Stored data entries:
--- --- ---
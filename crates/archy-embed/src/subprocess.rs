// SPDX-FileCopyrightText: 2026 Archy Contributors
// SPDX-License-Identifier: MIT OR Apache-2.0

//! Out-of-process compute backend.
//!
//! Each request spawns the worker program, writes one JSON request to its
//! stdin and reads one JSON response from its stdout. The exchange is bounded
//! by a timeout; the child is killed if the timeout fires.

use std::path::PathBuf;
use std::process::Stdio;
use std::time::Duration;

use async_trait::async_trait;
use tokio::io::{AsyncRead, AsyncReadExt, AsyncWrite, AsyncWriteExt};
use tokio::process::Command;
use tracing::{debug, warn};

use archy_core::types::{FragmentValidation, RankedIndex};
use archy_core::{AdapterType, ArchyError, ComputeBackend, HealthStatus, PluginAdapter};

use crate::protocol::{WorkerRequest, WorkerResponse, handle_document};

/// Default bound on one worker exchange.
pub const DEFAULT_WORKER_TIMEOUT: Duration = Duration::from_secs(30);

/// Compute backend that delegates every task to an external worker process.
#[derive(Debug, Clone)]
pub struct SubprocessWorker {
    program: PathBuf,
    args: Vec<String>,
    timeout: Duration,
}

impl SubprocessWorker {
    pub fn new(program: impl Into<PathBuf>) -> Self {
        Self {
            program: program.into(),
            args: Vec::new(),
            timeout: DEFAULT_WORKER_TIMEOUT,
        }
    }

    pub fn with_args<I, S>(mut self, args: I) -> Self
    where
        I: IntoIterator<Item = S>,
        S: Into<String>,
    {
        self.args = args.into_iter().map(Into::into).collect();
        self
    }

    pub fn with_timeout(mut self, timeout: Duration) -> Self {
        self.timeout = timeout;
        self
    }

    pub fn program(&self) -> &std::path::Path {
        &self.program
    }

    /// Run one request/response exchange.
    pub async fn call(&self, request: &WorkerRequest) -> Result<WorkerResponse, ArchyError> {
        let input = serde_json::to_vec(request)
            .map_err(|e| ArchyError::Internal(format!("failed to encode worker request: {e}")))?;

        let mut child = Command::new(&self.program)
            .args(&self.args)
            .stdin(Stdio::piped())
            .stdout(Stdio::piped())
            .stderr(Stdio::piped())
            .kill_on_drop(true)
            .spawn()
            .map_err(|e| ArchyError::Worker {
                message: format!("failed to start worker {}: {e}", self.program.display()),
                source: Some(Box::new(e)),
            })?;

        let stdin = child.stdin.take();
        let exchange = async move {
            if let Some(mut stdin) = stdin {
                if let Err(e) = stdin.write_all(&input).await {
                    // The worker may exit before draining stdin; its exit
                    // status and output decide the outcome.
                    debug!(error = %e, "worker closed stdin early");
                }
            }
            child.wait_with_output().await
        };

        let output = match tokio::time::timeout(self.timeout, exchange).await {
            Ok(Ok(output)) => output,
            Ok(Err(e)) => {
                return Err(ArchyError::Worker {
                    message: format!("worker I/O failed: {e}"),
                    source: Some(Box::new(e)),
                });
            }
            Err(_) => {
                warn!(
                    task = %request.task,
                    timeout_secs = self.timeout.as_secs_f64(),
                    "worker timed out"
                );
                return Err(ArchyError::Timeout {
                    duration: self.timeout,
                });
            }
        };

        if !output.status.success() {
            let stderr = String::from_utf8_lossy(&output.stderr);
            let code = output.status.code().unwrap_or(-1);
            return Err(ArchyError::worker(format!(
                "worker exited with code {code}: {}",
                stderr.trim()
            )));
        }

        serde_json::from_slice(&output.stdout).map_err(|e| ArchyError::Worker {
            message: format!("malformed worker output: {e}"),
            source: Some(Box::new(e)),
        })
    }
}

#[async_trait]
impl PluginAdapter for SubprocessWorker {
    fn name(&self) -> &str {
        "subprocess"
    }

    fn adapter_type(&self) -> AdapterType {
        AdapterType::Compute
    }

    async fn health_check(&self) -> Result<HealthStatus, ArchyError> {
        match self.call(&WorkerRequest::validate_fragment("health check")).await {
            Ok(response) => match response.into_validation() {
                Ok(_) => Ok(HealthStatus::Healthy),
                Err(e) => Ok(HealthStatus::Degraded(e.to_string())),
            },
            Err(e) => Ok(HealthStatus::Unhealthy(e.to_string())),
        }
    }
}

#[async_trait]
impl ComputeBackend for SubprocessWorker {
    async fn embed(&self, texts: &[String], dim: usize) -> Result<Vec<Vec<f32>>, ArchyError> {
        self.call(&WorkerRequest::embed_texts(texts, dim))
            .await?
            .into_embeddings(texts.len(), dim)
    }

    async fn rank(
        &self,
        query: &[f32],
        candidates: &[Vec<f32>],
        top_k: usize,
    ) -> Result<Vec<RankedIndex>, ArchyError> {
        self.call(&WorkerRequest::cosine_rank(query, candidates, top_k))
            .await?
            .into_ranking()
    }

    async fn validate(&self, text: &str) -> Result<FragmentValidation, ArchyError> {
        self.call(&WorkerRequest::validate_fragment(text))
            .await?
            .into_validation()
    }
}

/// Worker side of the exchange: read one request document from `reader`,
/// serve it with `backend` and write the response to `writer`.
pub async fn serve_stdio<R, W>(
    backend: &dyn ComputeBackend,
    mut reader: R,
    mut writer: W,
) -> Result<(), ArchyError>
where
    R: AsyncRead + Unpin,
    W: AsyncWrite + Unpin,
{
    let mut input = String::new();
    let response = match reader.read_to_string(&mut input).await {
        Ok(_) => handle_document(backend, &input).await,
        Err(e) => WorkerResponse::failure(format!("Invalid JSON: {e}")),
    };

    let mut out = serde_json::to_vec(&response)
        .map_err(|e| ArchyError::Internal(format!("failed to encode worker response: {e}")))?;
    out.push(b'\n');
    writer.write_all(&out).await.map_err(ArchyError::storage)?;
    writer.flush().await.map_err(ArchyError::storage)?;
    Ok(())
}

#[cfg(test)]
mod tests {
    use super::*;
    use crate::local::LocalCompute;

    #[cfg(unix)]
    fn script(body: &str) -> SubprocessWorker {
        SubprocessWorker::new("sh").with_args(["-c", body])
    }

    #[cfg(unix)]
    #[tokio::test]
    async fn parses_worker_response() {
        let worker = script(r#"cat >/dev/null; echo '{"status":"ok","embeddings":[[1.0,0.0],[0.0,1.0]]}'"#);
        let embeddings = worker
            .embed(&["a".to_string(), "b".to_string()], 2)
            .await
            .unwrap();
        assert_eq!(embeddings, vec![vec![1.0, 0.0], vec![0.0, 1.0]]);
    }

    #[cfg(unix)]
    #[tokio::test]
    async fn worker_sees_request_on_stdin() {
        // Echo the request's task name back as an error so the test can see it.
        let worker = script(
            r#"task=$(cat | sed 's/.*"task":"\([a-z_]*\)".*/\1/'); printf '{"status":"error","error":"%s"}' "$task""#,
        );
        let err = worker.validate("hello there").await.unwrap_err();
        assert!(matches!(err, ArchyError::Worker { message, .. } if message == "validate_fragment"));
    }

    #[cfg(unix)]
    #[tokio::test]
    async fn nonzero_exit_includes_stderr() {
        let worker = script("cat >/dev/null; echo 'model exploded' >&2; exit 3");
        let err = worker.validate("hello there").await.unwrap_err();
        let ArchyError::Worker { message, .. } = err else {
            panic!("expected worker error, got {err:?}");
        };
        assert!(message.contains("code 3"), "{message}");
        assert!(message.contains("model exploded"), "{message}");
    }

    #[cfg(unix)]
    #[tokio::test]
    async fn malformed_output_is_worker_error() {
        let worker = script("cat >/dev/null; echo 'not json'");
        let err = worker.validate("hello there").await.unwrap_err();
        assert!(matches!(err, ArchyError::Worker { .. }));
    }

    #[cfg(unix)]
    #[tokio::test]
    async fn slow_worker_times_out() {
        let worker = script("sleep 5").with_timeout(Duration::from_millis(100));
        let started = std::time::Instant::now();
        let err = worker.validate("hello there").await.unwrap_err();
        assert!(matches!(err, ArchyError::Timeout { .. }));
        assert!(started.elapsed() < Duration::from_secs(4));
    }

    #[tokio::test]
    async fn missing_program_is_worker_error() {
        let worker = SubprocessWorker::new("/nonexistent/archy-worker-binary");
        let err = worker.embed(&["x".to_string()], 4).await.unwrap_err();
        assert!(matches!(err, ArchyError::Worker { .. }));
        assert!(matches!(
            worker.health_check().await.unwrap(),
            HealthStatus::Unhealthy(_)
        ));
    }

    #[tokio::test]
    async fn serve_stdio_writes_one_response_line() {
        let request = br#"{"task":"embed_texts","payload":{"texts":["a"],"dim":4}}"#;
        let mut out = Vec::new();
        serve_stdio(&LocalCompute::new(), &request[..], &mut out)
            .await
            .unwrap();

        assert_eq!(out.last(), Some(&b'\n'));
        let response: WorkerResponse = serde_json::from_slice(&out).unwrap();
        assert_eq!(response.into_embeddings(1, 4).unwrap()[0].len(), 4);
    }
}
--- --- ---
*Task instructions*:
For the string "Unhealthy", return every line of the data where it appears.

*Solution*:
            Err(e) => Ok(HealthStatus::Unhealthy(e.to_string())),
            HealthStatus::Unhealthy(_)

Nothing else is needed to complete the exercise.